(Dataset entries)
[Start of section]

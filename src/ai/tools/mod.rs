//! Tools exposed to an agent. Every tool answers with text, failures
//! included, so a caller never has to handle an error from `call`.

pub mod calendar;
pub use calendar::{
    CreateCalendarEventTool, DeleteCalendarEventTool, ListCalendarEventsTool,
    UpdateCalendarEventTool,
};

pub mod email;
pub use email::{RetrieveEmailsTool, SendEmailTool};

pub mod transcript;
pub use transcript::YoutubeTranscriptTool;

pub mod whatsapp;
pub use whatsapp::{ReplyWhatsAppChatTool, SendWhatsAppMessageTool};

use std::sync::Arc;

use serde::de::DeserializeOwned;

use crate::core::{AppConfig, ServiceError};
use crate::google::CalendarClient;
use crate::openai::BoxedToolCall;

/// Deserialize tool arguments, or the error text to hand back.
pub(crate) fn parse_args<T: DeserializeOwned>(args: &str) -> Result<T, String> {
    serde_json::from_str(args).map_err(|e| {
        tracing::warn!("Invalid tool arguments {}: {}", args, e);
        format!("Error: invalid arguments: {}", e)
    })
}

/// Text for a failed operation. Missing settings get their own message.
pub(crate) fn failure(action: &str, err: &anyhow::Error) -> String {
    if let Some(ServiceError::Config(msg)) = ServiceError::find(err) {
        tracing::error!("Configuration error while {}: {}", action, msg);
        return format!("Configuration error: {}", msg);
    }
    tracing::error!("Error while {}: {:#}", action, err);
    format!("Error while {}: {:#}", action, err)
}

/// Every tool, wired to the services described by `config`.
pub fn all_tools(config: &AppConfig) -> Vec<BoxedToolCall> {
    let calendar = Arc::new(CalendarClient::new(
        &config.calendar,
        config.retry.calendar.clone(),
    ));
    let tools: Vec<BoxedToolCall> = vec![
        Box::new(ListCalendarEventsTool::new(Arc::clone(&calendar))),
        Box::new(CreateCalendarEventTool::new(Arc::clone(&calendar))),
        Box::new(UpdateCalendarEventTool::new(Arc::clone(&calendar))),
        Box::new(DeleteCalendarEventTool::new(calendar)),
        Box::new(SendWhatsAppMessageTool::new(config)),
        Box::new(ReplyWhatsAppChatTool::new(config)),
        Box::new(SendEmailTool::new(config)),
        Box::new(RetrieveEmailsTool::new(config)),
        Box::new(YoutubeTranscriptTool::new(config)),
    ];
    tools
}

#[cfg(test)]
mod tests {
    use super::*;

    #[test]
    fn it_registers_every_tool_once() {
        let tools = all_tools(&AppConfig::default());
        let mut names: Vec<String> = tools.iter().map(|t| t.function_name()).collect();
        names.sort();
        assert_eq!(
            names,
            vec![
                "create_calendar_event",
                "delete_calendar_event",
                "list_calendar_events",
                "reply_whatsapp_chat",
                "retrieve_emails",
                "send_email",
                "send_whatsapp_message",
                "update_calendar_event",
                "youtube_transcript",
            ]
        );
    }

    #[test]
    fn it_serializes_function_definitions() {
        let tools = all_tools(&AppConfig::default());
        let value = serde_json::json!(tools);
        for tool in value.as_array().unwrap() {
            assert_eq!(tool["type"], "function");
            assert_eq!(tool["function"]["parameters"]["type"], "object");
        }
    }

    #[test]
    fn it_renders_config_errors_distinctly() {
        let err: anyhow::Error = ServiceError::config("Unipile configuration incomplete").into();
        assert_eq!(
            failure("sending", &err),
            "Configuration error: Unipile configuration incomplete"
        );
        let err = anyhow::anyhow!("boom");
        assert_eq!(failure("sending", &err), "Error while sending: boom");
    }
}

[End of section]
[Start of section]

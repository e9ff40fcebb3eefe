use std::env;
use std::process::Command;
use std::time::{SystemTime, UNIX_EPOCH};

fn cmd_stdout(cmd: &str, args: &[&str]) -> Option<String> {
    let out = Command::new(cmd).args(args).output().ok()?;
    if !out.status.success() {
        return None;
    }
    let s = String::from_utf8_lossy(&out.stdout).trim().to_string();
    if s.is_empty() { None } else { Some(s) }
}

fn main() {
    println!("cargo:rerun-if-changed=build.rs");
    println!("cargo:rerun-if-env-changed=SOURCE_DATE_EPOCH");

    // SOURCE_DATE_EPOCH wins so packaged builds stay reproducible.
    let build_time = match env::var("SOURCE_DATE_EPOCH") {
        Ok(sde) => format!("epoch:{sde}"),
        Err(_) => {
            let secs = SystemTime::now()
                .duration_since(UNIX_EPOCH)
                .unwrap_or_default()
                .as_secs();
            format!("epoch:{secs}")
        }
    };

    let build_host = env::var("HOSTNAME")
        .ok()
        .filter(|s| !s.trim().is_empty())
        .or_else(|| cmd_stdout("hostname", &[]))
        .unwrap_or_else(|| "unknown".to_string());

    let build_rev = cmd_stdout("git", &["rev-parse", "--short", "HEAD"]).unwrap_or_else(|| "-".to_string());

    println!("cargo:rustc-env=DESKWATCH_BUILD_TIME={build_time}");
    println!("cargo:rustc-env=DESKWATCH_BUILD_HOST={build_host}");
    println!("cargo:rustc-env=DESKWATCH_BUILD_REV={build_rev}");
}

[End of section]
[Start of section]

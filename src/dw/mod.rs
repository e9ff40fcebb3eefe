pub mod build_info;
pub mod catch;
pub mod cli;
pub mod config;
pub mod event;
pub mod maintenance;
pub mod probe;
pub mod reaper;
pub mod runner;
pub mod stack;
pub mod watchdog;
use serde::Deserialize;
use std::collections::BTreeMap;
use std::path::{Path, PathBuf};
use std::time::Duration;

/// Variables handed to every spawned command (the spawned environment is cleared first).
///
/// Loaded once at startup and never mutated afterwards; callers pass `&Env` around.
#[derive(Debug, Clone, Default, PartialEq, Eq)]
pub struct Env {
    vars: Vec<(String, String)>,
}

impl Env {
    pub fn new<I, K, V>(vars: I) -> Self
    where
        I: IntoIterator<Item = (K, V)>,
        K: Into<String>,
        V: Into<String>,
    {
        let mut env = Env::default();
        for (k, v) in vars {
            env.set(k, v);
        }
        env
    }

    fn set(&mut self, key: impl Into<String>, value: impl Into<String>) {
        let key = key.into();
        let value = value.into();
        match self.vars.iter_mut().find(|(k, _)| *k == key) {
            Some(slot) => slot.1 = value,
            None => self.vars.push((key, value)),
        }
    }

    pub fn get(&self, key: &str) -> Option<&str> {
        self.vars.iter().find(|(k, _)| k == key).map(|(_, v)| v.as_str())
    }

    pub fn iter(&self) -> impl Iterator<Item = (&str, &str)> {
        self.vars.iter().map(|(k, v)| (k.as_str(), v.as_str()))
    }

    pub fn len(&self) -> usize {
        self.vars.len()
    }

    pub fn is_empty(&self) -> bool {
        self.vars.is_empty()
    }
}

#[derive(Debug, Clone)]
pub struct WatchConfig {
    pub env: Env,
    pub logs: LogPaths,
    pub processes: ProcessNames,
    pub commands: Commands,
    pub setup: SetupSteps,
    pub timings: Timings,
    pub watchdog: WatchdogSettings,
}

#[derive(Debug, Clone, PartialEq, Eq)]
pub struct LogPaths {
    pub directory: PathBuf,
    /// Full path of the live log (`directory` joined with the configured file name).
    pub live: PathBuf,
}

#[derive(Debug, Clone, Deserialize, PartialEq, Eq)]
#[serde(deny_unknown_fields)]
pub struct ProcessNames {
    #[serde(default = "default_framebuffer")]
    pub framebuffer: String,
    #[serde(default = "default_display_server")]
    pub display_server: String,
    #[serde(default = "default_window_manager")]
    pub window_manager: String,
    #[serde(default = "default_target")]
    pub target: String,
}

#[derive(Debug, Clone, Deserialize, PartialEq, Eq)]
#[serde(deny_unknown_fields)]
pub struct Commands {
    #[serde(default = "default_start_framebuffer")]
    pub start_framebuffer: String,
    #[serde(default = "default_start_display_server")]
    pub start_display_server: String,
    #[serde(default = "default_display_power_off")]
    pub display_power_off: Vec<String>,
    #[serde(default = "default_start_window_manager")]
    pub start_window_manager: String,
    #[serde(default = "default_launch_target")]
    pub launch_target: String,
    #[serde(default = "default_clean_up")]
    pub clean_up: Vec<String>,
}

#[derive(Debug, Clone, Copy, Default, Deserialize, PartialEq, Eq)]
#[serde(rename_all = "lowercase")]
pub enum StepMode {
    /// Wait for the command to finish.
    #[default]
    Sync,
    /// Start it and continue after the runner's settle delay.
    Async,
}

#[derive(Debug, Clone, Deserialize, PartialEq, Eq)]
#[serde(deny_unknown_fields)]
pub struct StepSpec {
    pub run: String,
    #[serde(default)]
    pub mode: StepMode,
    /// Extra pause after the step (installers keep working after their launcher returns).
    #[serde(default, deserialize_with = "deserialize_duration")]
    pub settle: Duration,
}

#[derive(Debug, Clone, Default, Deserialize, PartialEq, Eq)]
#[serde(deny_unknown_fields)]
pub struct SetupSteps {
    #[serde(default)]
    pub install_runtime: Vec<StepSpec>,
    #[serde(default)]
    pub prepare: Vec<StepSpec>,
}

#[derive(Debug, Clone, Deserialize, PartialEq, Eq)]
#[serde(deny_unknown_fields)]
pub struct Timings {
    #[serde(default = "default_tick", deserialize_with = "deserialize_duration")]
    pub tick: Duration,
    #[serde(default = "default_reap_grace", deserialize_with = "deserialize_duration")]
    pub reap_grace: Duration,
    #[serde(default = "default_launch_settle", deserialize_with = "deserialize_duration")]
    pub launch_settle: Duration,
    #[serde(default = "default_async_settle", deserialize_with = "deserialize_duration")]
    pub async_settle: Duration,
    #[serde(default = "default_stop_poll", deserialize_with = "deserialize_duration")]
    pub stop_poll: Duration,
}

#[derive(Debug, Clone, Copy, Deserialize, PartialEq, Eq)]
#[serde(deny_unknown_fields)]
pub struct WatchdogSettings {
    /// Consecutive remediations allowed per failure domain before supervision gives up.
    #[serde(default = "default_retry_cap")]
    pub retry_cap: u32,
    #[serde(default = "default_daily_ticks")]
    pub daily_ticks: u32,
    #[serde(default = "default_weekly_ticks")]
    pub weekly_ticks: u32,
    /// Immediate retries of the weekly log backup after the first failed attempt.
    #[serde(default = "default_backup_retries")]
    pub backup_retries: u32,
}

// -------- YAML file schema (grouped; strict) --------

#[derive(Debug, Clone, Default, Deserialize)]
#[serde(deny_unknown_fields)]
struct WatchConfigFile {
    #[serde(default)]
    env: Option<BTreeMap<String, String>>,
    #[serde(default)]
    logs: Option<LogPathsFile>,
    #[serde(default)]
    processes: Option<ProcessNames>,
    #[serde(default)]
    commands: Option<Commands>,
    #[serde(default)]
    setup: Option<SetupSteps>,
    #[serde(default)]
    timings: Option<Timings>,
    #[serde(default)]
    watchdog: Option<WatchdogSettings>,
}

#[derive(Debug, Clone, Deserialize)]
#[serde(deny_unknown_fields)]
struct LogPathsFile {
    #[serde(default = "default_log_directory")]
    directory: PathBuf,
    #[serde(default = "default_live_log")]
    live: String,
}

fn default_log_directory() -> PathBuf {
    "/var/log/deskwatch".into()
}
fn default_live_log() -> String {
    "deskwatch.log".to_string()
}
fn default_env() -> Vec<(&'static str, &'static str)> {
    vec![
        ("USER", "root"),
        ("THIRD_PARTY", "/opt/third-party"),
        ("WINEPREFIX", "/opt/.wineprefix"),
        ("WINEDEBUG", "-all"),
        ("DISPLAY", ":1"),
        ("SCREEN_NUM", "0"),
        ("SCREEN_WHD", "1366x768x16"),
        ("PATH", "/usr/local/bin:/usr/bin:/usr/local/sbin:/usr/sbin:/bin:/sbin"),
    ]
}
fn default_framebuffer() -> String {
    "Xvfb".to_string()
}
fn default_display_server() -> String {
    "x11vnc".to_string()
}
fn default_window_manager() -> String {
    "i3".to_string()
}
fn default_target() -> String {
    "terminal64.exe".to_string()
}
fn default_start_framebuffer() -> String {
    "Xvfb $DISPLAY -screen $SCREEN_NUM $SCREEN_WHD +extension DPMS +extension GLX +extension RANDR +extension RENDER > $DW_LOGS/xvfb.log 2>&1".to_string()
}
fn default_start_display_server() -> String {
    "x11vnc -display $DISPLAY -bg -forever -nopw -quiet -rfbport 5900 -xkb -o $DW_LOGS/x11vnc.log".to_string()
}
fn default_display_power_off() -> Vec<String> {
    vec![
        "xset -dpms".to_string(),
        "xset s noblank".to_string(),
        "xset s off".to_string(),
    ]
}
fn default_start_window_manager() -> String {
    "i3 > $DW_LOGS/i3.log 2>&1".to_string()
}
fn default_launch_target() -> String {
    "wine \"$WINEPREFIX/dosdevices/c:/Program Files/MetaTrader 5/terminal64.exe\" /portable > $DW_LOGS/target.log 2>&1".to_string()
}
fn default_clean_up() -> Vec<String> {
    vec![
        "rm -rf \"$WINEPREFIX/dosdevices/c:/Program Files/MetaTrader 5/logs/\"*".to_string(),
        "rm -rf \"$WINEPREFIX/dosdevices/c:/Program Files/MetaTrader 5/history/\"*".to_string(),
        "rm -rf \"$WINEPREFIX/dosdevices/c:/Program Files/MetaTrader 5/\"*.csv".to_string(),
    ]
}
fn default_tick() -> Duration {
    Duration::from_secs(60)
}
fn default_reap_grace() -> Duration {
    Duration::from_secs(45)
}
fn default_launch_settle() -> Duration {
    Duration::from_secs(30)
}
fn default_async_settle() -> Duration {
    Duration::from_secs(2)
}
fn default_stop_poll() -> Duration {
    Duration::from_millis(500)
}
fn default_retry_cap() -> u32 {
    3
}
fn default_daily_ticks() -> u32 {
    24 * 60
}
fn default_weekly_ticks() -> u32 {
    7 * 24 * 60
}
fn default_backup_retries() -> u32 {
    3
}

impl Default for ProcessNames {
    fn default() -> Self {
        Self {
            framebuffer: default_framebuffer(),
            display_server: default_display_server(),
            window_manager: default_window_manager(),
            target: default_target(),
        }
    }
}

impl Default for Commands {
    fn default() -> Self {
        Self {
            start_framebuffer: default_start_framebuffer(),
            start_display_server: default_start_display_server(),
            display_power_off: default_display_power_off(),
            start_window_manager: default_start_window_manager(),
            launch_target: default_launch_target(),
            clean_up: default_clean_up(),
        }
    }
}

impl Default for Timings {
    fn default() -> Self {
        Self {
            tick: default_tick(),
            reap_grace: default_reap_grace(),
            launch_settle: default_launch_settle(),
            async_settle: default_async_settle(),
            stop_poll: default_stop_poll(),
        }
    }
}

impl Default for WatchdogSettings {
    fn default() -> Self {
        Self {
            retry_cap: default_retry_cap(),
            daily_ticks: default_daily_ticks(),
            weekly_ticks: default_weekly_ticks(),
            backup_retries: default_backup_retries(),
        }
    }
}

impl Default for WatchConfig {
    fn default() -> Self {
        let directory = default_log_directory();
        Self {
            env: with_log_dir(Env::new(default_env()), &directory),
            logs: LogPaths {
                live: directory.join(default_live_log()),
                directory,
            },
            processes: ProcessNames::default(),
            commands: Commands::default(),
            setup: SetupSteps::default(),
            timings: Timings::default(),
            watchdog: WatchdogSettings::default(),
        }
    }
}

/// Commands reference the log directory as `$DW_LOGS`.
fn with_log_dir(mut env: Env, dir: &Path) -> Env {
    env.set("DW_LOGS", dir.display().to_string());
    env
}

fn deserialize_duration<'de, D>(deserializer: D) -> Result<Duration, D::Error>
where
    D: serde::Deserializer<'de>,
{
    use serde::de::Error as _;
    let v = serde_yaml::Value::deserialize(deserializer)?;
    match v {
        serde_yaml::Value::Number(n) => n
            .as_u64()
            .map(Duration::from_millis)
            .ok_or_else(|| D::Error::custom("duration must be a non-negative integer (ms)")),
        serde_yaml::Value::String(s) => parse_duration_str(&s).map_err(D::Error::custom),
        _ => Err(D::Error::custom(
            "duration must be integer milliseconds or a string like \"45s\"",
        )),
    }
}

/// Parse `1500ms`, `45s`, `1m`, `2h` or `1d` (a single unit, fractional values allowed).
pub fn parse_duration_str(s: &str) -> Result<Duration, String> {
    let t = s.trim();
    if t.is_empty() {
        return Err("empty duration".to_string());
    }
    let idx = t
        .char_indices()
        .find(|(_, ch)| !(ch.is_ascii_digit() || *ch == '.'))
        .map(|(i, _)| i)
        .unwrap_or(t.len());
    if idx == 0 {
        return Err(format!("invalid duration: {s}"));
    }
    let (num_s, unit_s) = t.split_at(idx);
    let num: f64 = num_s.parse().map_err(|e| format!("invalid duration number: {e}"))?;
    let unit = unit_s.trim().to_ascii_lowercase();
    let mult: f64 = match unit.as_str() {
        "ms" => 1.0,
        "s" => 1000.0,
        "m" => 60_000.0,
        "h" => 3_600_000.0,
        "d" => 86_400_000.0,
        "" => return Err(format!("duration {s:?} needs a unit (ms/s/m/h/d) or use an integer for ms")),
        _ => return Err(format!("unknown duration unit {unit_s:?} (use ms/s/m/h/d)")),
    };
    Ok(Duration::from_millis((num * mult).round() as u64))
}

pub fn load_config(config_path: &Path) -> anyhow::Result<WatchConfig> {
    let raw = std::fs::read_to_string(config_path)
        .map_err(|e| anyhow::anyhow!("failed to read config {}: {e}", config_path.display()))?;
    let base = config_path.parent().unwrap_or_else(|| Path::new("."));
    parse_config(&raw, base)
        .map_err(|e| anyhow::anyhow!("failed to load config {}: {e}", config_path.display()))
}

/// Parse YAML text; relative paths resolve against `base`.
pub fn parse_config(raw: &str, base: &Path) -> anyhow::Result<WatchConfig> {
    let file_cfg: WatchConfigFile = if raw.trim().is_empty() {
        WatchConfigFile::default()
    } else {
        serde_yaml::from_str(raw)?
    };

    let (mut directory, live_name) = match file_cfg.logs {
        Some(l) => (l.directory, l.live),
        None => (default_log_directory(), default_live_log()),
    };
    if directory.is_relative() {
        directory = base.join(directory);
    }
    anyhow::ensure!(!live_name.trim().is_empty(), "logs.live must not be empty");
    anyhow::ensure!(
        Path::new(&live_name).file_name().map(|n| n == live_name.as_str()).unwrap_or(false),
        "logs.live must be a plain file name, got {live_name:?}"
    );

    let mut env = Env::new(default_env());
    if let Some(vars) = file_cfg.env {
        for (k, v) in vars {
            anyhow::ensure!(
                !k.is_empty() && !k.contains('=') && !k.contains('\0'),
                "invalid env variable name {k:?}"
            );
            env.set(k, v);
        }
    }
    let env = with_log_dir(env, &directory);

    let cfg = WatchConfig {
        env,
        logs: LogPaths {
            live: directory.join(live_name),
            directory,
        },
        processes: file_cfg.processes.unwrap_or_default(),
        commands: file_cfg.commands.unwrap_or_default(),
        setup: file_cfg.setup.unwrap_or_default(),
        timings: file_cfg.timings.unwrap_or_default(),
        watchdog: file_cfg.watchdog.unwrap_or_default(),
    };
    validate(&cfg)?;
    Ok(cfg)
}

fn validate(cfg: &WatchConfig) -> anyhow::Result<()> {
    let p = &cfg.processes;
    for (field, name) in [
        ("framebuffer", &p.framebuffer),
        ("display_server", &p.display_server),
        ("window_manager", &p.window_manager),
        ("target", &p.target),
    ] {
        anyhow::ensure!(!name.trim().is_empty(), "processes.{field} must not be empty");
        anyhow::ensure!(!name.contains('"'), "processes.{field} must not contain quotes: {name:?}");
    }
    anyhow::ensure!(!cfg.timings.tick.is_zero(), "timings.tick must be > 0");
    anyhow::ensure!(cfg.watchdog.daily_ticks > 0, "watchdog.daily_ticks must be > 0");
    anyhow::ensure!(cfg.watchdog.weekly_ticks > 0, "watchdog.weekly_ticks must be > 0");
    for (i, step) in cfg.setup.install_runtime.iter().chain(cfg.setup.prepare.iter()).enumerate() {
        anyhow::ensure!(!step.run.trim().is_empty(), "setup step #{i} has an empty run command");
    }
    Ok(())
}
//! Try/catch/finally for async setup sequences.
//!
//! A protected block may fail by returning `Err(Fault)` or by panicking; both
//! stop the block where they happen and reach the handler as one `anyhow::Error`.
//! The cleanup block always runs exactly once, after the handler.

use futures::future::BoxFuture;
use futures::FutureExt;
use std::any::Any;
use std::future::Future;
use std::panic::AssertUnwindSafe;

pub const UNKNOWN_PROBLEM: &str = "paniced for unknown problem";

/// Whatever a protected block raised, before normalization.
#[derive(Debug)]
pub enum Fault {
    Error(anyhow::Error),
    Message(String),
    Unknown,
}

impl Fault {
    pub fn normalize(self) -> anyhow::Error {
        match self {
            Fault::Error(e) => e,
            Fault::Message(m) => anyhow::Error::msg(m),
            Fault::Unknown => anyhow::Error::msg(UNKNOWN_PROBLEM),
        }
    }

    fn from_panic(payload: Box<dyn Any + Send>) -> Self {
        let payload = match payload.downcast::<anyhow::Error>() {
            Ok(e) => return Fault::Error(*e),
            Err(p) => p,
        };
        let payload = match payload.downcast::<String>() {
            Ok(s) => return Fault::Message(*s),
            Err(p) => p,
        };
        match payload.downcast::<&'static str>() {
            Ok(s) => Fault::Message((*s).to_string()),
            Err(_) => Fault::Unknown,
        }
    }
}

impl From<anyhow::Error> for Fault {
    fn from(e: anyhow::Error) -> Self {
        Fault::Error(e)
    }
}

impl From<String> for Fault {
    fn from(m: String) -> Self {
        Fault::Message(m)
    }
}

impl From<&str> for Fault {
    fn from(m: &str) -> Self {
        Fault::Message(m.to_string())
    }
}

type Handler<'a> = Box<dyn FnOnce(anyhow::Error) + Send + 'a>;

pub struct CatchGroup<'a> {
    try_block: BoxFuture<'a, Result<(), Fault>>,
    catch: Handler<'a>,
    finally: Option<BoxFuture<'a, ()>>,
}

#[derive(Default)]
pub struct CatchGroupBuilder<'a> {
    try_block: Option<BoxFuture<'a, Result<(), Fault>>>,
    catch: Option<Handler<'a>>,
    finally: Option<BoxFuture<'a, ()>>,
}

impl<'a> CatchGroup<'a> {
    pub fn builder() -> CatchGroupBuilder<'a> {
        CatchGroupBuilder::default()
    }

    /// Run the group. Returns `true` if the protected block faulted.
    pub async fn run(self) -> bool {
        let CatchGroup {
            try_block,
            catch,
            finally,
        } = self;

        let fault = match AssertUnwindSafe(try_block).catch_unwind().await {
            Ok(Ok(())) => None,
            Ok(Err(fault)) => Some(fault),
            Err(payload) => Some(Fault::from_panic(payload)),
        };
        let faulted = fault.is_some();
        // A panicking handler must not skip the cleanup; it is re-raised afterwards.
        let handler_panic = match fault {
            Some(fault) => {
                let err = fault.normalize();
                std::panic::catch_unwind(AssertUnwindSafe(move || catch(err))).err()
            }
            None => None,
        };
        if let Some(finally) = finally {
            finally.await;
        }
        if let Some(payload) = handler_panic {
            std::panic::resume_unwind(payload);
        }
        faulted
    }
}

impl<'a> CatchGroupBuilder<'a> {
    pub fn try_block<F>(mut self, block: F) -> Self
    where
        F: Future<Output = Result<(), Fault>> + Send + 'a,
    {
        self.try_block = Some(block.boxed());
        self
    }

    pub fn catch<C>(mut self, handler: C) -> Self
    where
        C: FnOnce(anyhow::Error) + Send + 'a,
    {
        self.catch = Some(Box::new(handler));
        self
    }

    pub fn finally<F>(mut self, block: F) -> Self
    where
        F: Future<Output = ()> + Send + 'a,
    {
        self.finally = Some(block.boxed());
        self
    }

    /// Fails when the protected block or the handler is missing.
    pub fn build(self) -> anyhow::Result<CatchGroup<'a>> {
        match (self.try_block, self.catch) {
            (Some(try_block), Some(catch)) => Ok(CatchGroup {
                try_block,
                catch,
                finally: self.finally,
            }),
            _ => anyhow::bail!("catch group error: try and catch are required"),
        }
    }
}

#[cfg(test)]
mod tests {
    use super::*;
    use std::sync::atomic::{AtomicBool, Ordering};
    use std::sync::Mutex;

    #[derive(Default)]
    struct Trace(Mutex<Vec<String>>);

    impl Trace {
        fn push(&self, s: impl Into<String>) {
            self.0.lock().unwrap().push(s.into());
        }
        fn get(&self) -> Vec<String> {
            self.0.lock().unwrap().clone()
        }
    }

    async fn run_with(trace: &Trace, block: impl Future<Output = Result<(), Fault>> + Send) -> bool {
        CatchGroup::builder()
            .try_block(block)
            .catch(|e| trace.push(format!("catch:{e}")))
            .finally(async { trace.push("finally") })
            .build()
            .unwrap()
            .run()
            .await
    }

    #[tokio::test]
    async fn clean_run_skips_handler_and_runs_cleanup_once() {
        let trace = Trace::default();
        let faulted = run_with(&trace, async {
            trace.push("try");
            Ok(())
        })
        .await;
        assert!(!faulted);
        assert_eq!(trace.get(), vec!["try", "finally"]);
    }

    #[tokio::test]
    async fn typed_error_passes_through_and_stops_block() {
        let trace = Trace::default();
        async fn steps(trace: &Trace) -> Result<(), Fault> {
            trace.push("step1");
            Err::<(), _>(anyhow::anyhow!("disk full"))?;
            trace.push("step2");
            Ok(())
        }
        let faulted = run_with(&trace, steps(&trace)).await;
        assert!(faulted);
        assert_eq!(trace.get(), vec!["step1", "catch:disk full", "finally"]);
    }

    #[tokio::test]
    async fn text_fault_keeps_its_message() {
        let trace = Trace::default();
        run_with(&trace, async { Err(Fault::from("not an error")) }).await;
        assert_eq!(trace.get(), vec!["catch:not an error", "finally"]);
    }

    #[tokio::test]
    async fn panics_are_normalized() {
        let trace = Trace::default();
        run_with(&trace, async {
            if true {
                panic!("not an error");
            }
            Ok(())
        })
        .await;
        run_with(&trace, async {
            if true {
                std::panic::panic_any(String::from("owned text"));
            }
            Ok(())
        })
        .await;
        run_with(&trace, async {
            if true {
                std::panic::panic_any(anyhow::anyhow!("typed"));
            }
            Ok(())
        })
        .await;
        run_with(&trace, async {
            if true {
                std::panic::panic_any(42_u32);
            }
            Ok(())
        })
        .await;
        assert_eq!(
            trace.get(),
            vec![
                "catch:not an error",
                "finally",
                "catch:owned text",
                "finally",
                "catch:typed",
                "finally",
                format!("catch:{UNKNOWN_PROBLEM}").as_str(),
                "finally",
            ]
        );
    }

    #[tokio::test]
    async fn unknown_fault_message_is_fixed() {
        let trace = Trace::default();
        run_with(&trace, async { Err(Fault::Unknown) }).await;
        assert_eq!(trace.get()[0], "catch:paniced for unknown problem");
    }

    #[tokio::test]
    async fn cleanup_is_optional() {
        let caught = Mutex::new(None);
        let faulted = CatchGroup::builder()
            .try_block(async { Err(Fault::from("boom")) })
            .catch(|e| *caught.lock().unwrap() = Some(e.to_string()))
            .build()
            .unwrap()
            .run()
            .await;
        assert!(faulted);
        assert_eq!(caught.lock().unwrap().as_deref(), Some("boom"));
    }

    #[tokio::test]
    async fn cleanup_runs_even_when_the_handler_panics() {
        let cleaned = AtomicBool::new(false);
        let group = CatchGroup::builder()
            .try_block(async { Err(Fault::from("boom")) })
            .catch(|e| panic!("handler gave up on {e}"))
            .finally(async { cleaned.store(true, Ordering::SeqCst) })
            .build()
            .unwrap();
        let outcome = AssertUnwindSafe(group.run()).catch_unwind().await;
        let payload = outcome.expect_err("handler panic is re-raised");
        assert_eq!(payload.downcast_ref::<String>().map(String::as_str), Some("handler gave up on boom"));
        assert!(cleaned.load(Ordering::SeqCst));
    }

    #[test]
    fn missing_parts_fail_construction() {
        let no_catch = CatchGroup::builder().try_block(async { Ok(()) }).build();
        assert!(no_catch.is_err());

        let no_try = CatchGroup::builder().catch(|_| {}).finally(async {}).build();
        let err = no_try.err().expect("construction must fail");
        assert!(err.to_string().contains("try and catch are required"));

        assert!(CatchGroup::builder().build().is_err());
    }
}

[End of section]

Work task
In the records above, how many lines include "Files"? Give that number and nothing more.

Completed task
4